With a meditative prose that is starkly beautiful and deeply human, Baume imbues the peaceful moments with hygge, that warm and fuzzy feeling of contentment. With each chapter marking a year, Baume allows the slow march of their shared lives to carry Bell and Sigh from the new to the familiar to the beloved. As the years progress, the details of the changing seasons deepen, sometimes exploding off the page by the deft hand of a skilled writer: “October mornings peeled the night cloud back to its subcutaneous lilac tissue.”

Seven Steeples is a novel about the overlooked, about being present and being open to all moments of life. It is a profound study of sharing space and sharing a life with someone, and  about embracing the simple things. If one were asked, “What happens?” in the novel, one could reply, “Good question. So little, and so much. Life happens.”
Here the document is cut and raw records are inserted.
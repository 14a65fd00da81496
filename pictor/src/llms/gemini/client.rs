//! Gemini [`ChatProvider`] implementation.

use std::sync::Arc;
use std::time::Duration;

use async_trait::async_trait;
use tracing::{debug, warn};

use crate::chat::{ChatProvider, ChatRequest, ChatResponse};
use crate::error::Result;
use crate::event::Role;
use crate::llms::LlmError;

use super::config::GeminiConfig;
use super::types::{ErrorEnvelope, GenerateContentRequest, GenerateContentResponse};

const PROVIDER: &str = "gemini";

/// Gemini API client.
///
/// # Example
///
/// ```rust,ignore
/// use pictor::llms::{Gemini, GeminiConfig};
///
/// let gemini = Gemini::new(GeminiConfig::new(api_key))?;
/// let agent = Agent::new("image_agent").provider(Arc::new(gemini));
/// ```
#[derive(Clone)]
pub struct Gemini {
    http: reqwest::Client,
    config: Arc<GeminiConfig>,
}

impl std::fmt::Debug for Gemini {
    fn fmt(&self, f: &mut std::fmt::Formatter<'_>) -> std::fmt::Result {
        f.debug_struct("Gemini")
            .field("config", &self.config)
            .finish_non_exhaustive()
    }
}

impl Gemini {
    /// Creates a client from configuration.
    ///
    /// # Errors
    ///
    /// Returns [`LlmError::ClientBuild`] if the HTTP client cannot be built.
    pub fn new(config: GeminiConfig) -> Result<Self> {
        let mut builder = reqwest::Client::builder();
        if let Some(secs) = config.timeout_secs {
            builder = builder.timeout(Duration::from_secs(secs));
        }
        let http = builder
            .build()
            .map_err(|e| LlmError::ClientBuild(e.to_string()))?;

        Ok(Self {
            http,
            config: Arc::new(config),
        })
    }

    fn generate_url(&self, model: &str) -> String {
        format!(
            "{}/models/{model}:generateContent",
            self.config.base_url.trim_end_matches('/')
        )
    }

    /// Send the request, retrying statuses listed in the retry policy.
    async fn send_with_retry(
        &self,
        url: &str,
        body: &GenerateContentRequest,
    ) -> Result<reqwest::Response> {
        let retry = &self.config.retry;
        let attempts = retry.attempts.max(1);
        let mut attempt = 1;

        loop {
            let response = self
                .http
                .post(url)
                .header("x-goog-api-key", self.config.api_key.as_str())
                .json(body)
                .send()
                .await
                .map_err(LlmError::from)?;

            let status = response.status().as_u16();
            if attempt >= attempts || !retry.should_retry(status) {
                return Ok(response);
            }

            let delay = retry.delay_for(attempt);
            warn!(status, attempt, attempts, delay = ?delay, "Gemini request failed, retrying");
            tokio::time::sleep(delay).await;
            attempt += 1;
        }
    }

    /// Map a non-success response into an [`LlmError`].
    pub(crate) fn parse_error(status: u16, body: &str) -> LlmError {
        let Ok(ErrorEnvelope { error }) = serde_json::from_str::<ErrorEnvelope>(body) else {
            return LlmError::HttpStatus {
                status,
                body: body.to_owned(),
            };
        };

        let gemini_status = error.status.unwrap_or_default();
        match status {
            401 | 403 => LlmError::Auth {
                status: gemini_status,
                message: error.message,
            },
            429 => LlmError::RateLimited {
                message: error.message,
            },
            _ => LlmError::Api {
                code: status,
                status: gemini_status,
                message: error.message,
            },
        }
    }

    /// Convert a parsed response into a [`ChatResponse`].
    pub(crate) fn parse_response(response: GenerateContentResponse) -> Result<ChatResponse> {
        let candidate = response
            .candidates
            .into_iter()
            .next()
            .ok_or_else(|| LlmError::InvalidResponse("no candidates".to_owned()))?;

        let mut content = candidate.content.unwrap_or_default();
        content.role = Role::Model;

        Ok(ChatResponse {
            content,
            finish_reason: candidate.finish_reason,
            usage: response.usage_metadata.map(Into::into),
        })
    }
}

#[async_trait]
impl ChatProvider for Gemini {
    async fn chat(&self, request: &ChatRequest) -> Result<ChatResponse> {
        let model = if request.model.is_empty() {
            self.config.model.as_str()
        } else {
            request.model.as_str()
        };
        let url = self.generate_url(model);
        let body = GenerateContentRequest::from_chat(request);

        debug!(model, contents = body.contents.len(), "Sending Gemini request");
        let response = self.send_with_retry(&url, &body).await?;

        let status = response.status();
        if !status.is_success() {
            let error_text = response.text().await.unwrap_or_default();
            return Err(Self::parse_error(status.as_u16(), &error_text).into());
        }

        let response_text = response.text().await.map_err(LlmError::from)?;
        let parsed: GenerateContentResponse =
            serde_json::from_str(&response_text).map_err(|e| {
                LlmError::InvalidResponse(format!("{e}, response: {response_text}"))
            })?;

        Self::parse_response(parsed)
    }

    fn provider_name(&self) -> &'static str {
        PROVIDER
    }
}
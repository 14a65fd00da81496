//! Google Gemini provider.
//!
//! Talks to the `generateContent` REST endpoint with `reqwest`, retrying
//! transient HTTP statuses according to [`RetryOptions`].

mod client;
mod config;
mod types;

pub use client::Gemini;
pub use config::{GeminiConfig, RetryOptions};
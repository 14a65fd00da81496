//! Agent module: the agent definition and its execution loop.
//!
//! - **[`Agent`]** bundles a model, an instruction, a provider and toolsets.
//! - **[`Runner`]** is a stateless engine that drives the agent until the
//!   model answers without calling a tool, returning every [`Event`] emitted.
//!
//! # Quick Start
//!
//! ```rust,ignore
//! use pictor::agent::{Agent, Runner};
//!
//! let agent = Agent::new("image_agent")
//!     .model("gemini-2.5-flash-lite")
//!     .instruction("Use the getTinyImage tool.")
//!     .provider(gemini.clone())
//!     .toolset(mcp.clone());
//!
//! let events = Runner::run(&agent, "Provide a sample tiny image").await?;
//! ```
//!
//! [`Event`]: crate::event::Event

mod config;
mod runner;

pub use config::Agent;
pub use runner::Runner;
Karina Wetherbee, a Keystone, Colorado native, and part of the long-time Crestone Dercum family, has been a writer since 2004, having published a memoir and a novel. 

In addition, she has been a professional photographer and watercolor artist for many years. She wrote regular book review columns for The Summit Daily and Vail Daily newspapers, and she is now looking forward to contributing book reviews to the Crestone Eagle each month.